Stored data entries

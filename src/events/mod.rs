//! Typed lifecycle events and the listener machinery around them.
//!
//! - [`EventKind`] / [`CallEvent`]: the closed set of five lifecycle events
//!   and the snapshot-carrying record dispatched for each.
//! - [`EventNotifier`]: per-kind listener registry with synchronous,
//!   registration-ordered dispatch.
//! - [`StoreSubscriber`] / [`subscribe_all`]: what reactive adapters build
//!   against.

pub mod event;
pub mod notifier;
pub mod subscriber;

pub use event::{CallEvent, EventKind};
pub use notifier::{EventNotifier, Listener, ListenerId};
pub use subscriber::{subscribe_all, unsubscribe, Registration, StoreSubscriber};
//! The capability boundary reactive adapters implement.
//!
//! A framework binding needs exactly three things from a store: a snapshot
//! read ([`CallStore::stack`](crate::CallStore::stack) or
//! [`SingletonCallStore::current`](crate::SingletonCallStore::current)), a
//! way to subscribe and unsubscribe, and the call's public fields. This
//! module provides the subscription half: a trait adapters implement plus
//! helpers for the common subscribe-to-everything pattern.

use std::sync::Arc;

use crate::events::event::{CallEvent, EventKind};
use crate::events::notifier::{Listener, ListenerId};
use crate::store::CallStore;

/// One registration made on a store: the kind it was made under and the id
/// needed to remove it.
pub type Registration = (EventKind, ListenerId);

/// Implemented by reactive adapters that mirror a store into a framework's
/// own change-notification primitive.
///
/// `setup_listeners` registers whatever callbacks the adapter needs and
/// returns the registrations so the adapter can tear them down (see
/// [`unsubscribe`]) when its host unmounts.
pub trait StoreSubscriber<P, D, R>: Send + Sync {
    fn setup_listeners(&self, store: &CallStore<P, D, R>) -> Vec<Registration>;
}

/// Register one callback under every [`EventKind`].
///
/// This is the shape reactive adapters use: any lifecycle event invalidates
/// the adapter's snapshot, which it then re-derives from `stack()` or
/// `current()`.
pub fn subscribe_all<P, D, R>(
    store: &CallStore<P, D, R>,
    listener: impl Fn(&CallEvent<P, D, R>) + Send + Sync + 'static,
) -> Vec<Registration>
where
    P: Clone + Send + 'static,
    D: Clone + Send + Sync + 'static,
    R: Clone + Send + Sync + 'static,
{
    let shared: Listener<P, D, R> = Arc::new(listener);
    EventKind::ALL
        .iter()
        .map(|&kind| (kind, store.add_shared_listener(kind, shared.clone())))
        .collect()
}

/// Remove a batch of registrations, typically the return value of
/// [`subscribe_all`] or [`StoreSubscriber::setup_listeners`].
pub fn unsubscribe<P, D, R>(store: &CallStore<P, D, R>, registrations: &[Registration])
where
    P: Clone + Send + 'static,
    D: Clone + Send + Sync + 'static,
    R: Clone + Send + Sync + 'static,
{
    for &(kind, id) in registrations {
        store.remove_listener(kind, id);
    }
}
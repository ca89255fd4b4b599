//! RecordStore trait definition.
//!
//! Defines the storage interface for the append-only record log. The
//! infrastructure layer (courier-infra) implements it with a CSV file, an
//! in-memory vector, and a single-writer queue wrapper.

use std::sync::Arc;

use courier_types::error::StoreError;
use courier_types::record::Record;

/// Append-only log of message and conversation records.
///
/// No record is ever updated or removed in place; readers recompute state
/// by scanning the whole sequence. Implementations open and release their
/// backing resource per call.
///
/// Uses native async fn in traits (RPITIT, Rust 2024 edition).
pub trait RecordStore: Send + Sync {
    /// Create or truncate the backing log and write the column header.
    ///
    /// Must be called once per process before any `append` or `scan`.
    fn initialize(&self) -> impl std::future::Future<Output = Result<(), StoreError>> + Send;

    /// Append one record, durably flushed before returning.
    fn append(
        &self,
        record: &Record,
    ) -> impl std::future::Future<Output = Result<(), StoreError>> + Send;

    /// Every record in insertion order, header excluded.
    ///
    /// Any malformed row aborts the scan with `StoreError::Decode`.
    fn scan(&self) -> impl std::future::Future<Output = Result<Vec<Record>, StoreError>> + Send;
}

impl<S: RecordStore> RecordStore for Arc<S> {
    fn initialize(&self) -> impl std::future::Future<Output = Result<(), StoreError>> + Send {
        (**self).initialize()
    }

    fn append(
        &self,
        record: &Record,
    ) -> impl std::future::Future<Output = Result<(), StoreError>> + Send {
        (**self).append(record)
    }

    fn scan(&self) -> impl std::future::Future<Output = Result<Vec<Record>, StoreError>> + Send {
        (**self).scan()
    }
}
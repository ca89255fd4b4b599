//! User directory service.

use courier_types::error::UserError;
use courier_types::user::{CreateUserRequest, User};
use tracing::info;

use crate::repository::user::UserRepository;

/// Registers and lists users. Independent of `MessagingService`.
pub struct UserService<R: UserRepository> {
    repo: R,
}

impl<R: UserRepository> UserService<R> {
    pub fn new(repo: R) -> Self {
        Self { repo }
    }

    /// Register a user under the trimmed name.
    pub async fn add_user(&self, request: CreateUserRequest) -> Result<User, UserError> {
        let name = request.name.trim();
        if name.is_empty() {
            return Err(UserError::Validation("name cannot be empty".to_string()));
        }

        let user = User {
            name: name.to_string(),
        };
        if !self.repo.insert(&user).await? {
            return Err(UserError::Conflict(user.name));
        }

        info!(name = %user.name, "user registered");
        Ok(user)
    }

    pub async fn list_users(&self) -> Result<Vec<User>, UserError> {
        self.repo.list().await
    }
}

#[cfg(test)]
mod tests {
    use super::*;
    use crate::repository::mock::VecUserRepository;

    fn request(name: &str) -> CreateUserRequest {
        CreateUserRequest {
            name: name.to_string(),
        }
    }

    #[tokio::test]
    async fn test_add_and_list_in_order() {
        let service = UserService::new(VecUserRepository::default());
        service.add_user(request("Bob")).await.unwrap();
        service.add_user(request("  Alice ")).await.unwrap();

        let names: Vec<String> = service
            .list_users()
            .await
            .unwrap()
            .into_iter()
            .map(|u| u.name)
            .collect();
        assert_eq!(names, vec!["Bob", "Alice"]);
    }

    #[tokio::test]
    async fn test_blank_name_is_rejected() {
        let service = UserService::new(VecUserRepository::default());
        let err = service.add_user(request("   ")).await.unwrap_err();
        assert!(matches!(err, UserError::Validation(_)));
        assert!(service.list_users().await.unwrap().is_empty());
    }

    #[tokio::test]
    async fn test_duplicate_name_conflicts() {
        let service = UserService::new(VecUserRepository::default());
        service.add_user(request("Alice")).await.unwrap();
        let err = service.add_user(request("Alice")).await.unwrap_err();
        assert_eq!(err, UserError::Conflict("Alice".to_string()));
        assert_eq!(service.list_users().await.unwrap().len(), 1);
    }
}
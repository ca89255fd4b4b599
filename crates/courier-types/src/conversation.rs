//! Conversation types for Courier.
//!
//! Conversations are not stored as entities of their own: they are derived
//! from the participant pair of each record.

use serde::{Deserialize, Serialize};

use crate::message::Message;

/// Summary of one conversation as seen by a participant.
#[derive(Debug, Clone, PartialEq, Eq, Serialize, Deserialize)]
pub struct Conversation {
    pub conversation_id: String,
    /// Participants in the order of the first record seen for this id.
    pub participants: Vec<String>,
    /// Most recent message; absent if only the placeholder was written.
    #[serde(default)]
    pub last_message: Option<Message>,
}

/// Request body for creating a conversation.
#[derive(Debug, Clone, Default, Deserialize)]
pub struct CreateConversationRequest {
    #[serde(default)]
    pub participants: Vec<String>,
}

/// Result of creating a conversation.
#[derive(Debug, Clone, PartialEq, Eq, Serialize, Deserialize)]
pub struct ConversationCreated {
    pub conversation_id: String,
    /// Participants sorted the same way the id was derived.
    pub participants: Vec<String>,
}

#[cfg(test)]
mod tests {
    use super::*;

    #[test]
    fn test_create_request_missing_participants_defaults_empty() {
        let req: CreateConversationRequest = serde_json::from_str("{}").unwrap();
        assert!(req.participants.is_empty());
    }

    #[test]
    fn test_conversation_serializes_null_last_message() {
        let conv = Conversation {
            conversation_id: "Alice-Bob".to_string(),
            participants: vec!["Alice".to_string(), "Bob".to_string()],
            last_message: None,
        };
        let json = serde_json::to_string(&conv).unwrap();
        assert!(json.contains("\"last_message\":null"));
        let parsed: Conversation = serde_json::from_str(&json).unwrap();
        assert_eq!(parsed, conv);
    }
}
//! Envelope response format for successful API responses.
//!
//! ```json
//! {
//!   "data": { ... },
//!   "meta": { "request_id": "...", "timestamp": "...", "response_time_ms": 5 },
//!   "_links": { "self": "..." }
//! }
//! ```
//!
//! Errors use the same envelope with `data: null` and an `errors` list; see
//! [`crate::http::error::AppError`].

use std::collections::HashMap;
use std::time::Instant;

use axum::http::StatusCode;
use axum::response::{IntoResponse, Response};
use serde::Serialize;

/// Envelope wrapping a response payload.
#[derive(Debug, Serialize)]
pub struct ApiResponse<T: Serialize> {
    pub data: T,

    pub meta: ApiMeta,

    /// HATEOAS-style links for discoverability.
    #[serde(rename = "_links", skip_serializing_if = "HashMap::is_empty")]
    pub links: HashMap<String, String>,

    #[serde(skip)]
    status: StatusCode,
}

/// Metadata included in every response.
#[derive(Debug, Serialize)]
pub struct ApiMeta {
    /// Unique request identifier for tracing.
    pub request_id: String,
    /// RFC 3339 timestamp of the response.
    pub timestamp: String,
    /// Response time in milliseconds.
    pub response_time_ms: u64,
}

impl<T: Serialize> ApiResponse<T> {
    /// 200 OK response, timed from `start`.
    pub fn success(data: T, start: Instant) -> Self {
        Self {
            data,
            meta: ApiMeta {
                request_id: uuid::Uuid::now_v7().to_string(),
                timestamp: chrono::Utc::now().to_rfc3339(),
                response_time_ms: start.elapsed().as_millis() as u64,
            },
            links: HashMap::new(),
            status: StatusCode::OK,
        }
    }

    /// 201 Created response, timed from `start`.
    pub fn created(data: T, start: Instant) -> Self {
        Self {
            status: StatusCode::CREATED,
            ..Self::success(data, start)
        }
    }

    /// Add a HATEOAS link.
    pub fn with_link(mut self, rel: &str, href: impl Into<String>) -> Self {
        self.links.insert(rel.to_string(), href.into());
        self
    }
}

impl<T: Serialize> IntoResponse for ApiResponse<T> {
    fn into_response(self) -> Response {
        let body = serde_json::to_string(&self).unwrap_or_else(|_| {
            r#"{"data":null,"errors":[{"code":"SERIALIZATION_ERROR","message":"Failed to serialize response"}]}"#.to_string()
        });

        (
            self.status,
            [(axum::http::header::CONTENT_TYPE, "application/json")],
            body,
        )
            .into_response()
    }
}

#[cfg(test)]
mod tests {
    use super::*;

    #[test]
    fn test_envelope_shape() {
        let resp = ApiResponse::success(vec![1, 2], Instant::now()).with_link("self", "/api/x");
        let json = serde_json::to_value(&resp).unwrap();
        assert_eq!(json["data"], serde_json::json!([1, 2]));
        assert_eq!(json["_links"]["self"], "/api/x");
        assert!(json["meta"]["request_id"].is_string());
        assert!(json.get("status").is_none());
    }

    #[test]
    fn test_created_status() {
        let resp = ApiResponse::created("ok", Instant::now());
        assert_eq!(resp.into_response().status(), StatusCode::CREATED);
    }
}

• _Requirement_
Your task is to reproduce the entries exactly, starting at the first line and ending with the line containing "dispatched for each.".

• _Result for this task_
filename src/events/mod.rs
//! Typed lifecycle events and the listener machinery around them.
//!
//! - [`EventKind`] / [`CallEvent`]: the closed set of five lifecycle events
//!   and the snapshot-carrying record dispatched for each.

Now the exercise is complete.